Extracted data entries
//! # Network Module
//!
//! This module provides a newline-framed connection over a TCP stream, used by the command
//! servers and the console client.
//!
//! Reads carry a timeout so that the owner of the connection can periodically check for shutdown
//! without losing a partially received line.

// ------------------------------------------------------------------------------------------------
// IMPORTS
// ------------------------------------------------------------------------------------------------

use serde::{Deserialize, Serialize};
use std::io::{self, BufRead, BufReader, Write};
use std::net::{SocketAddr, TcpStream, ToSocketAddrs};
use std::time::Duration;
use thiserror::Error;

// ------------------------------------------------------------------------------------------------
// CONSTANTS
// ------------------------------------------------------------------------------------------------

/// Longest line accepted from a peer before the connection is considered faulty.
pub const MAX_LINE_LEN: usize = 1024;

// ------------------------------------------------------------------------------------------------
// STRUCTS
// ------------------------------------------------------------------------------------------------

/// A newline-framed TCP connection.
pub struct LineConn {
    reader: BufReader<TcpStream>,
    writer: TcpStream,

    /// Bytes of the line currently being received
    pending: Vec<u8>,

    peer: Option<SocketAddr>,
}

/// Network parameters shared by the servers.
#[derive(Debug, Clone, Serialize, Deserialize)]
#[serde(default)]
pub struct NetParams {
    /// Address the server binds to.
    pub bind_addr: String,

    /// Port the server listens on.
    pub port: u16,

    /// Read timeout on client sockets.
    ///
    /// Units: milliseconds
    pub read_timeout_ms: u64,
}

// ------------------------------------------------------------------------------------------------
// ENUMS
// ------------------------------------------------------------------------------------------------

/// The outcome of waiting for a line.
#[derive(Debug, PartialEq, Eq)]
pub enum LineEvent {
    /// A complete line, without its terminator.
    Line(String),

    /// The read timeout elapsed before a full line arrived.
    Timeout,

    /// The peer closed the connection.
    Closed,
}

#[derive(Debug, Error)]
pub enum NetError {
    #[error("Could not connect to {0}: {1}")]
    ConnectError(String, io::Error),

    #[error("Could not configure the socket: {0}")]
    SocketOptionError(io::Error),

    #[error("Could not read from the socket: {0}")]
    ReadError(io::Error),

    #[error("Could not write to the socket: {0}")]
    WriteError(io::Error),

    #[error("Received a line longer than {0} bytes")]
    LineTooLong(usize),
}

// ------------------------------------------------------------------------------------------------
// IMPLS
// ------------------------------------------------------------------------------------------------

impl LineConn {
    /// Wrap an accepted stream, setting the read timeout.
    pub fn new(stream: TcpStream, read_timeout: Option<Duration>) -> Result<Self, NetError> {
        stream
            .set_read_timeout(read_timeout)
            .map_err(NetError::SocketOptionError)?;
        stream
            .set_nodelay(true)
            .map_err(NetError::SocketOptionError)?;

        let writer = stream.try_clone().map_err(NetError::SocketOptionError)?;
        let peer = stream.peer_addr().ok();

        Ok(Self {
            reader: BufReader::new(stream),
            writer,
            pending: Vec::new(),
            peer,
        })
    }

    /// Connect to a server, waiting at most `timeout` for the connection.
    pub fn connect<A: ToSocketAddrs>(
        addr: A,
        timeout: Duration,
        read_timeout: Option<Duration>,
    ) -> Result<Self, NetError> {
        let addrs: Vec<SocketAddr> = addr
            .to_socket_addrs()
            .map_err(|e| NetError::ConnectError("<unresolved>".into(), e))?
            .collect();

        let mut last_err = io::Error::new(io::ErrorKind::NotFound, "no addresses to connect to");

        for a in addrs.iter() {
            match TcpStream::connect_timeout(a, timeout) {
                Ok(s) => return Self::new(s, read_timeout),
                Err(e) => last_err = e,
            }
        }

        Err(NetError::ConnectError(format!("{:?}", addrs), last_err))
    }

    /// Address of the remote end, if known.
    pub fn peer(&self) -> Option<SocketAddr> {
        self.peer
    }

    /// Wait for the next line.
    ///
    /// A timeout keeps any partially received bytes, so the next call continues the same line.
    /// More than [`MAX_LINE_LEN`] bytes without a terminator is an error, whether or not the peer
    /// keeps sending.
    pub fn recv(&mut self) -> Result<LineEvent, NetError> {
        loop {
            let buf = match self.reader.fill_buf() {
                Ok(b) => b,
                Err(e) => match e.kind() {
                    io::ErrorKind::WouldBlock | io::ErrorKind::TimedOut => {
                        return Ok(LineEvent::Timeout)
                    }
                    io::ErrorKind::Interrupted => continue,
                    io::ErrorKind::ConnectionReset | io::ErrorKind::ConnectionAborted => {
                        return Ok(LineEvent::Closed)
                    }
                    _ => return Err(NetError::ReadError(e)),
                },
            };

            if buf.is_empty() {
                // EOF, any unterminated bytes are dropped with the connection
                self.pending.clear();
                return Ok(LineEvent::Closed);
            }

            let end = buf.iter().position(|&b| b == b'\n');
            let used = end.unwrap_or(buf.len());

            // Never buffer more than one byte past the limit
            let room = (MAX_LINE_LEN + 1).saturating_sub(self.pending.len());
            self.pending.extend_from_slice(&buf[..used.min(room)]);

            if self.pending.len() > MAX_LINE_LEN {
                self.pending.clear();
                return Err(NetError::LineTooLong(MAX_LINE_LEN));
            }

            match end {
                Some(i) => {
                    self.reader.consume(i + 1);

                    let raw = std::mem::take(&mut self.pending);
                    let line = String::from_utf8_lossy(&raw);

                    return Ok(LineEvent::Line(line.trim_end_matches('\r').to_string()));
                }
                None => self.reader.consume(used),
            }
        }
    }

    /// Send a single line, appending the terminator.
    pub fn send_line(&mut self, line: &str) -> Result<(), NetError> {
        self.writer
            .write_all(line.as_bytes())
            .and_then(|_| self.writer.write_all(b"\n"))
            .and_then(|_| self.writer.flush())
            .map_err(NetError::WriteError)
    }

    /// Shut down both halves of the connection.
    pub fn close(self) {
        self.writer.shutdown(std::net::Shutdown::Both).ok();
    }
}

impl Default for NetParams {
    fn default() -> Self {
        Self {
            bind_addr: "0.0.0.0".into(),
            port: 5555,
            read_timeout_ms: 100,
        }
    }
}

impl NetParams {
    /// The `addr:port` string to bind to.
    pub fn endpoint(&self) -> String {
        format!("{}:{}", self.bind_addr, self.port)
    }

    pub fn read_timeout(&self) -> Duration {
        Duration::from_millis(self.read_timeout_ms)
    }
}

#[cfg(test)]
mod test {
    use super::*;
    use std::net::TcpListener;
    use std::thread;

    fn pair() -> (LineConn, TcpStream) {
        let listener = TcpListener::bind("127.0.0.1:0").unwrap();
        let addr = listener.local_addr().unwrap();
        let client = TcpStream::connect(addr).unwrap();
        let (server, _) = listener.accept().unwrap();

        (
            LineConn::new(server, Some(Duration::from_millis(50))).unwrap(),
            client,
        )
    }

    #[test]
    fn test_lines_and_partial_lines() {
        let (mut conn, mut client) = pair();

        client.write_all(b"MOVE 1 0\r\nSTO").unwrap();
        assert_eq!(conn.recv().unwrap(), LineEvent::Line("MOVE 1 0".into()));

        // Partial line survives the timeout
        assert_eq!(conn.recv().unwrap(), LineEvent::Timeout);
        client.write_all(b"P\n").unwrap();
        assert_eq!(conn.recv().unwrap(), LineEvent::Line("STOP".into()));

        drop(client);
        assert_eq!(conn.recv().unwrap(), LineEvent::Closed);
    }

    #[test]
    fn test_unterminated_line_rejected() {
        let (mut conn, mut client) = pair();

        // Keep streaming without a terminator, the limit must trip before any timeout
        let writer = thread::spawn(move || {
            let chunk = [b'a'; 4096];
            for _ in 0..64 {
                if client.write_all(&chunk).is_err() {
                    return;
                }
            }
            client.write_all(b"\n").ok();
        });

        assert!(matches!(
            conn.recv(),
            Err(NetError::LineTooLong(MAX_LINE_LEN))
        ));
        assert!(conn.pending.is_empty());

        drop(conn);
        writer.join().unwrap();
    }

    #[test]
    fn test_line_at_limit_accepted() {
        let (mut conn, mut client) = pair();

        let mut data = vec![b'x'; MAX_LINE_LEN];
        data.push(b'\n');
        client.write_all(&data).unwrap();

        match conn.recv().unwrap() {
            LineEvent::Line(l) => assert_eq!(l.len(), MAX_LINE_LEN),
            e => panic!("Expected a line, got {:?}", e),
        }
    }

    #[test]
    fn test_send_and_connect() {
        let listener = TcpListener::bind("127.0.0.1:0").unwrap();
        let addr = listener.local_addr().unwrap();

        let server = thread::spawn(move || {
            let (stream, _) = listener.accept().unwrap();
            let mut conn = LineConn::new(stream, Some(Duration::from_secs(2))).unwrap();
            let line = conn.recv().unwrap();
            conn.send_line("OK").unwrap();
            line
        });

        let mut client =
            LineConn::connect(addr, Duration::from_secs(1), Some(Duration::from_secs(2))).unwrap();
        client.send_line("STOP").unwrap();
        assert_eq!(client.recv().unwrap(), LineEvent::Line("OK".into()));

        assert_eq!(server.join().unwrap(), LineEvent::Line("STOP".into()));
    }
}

» **Exercise aim**:
The lines to copy run from the first line of the entries to the line containing "check for shutdown"; copy them exactly and output nothing else.

» **Answer for this exercise**:
//! # Network Module
//!
//! This module provides a newline-framed connection over a TCP stream, used by the command
//! servers and the console client.
//!
//! Reads carry a timeout so that the owner of the connection can periodically check for shutdown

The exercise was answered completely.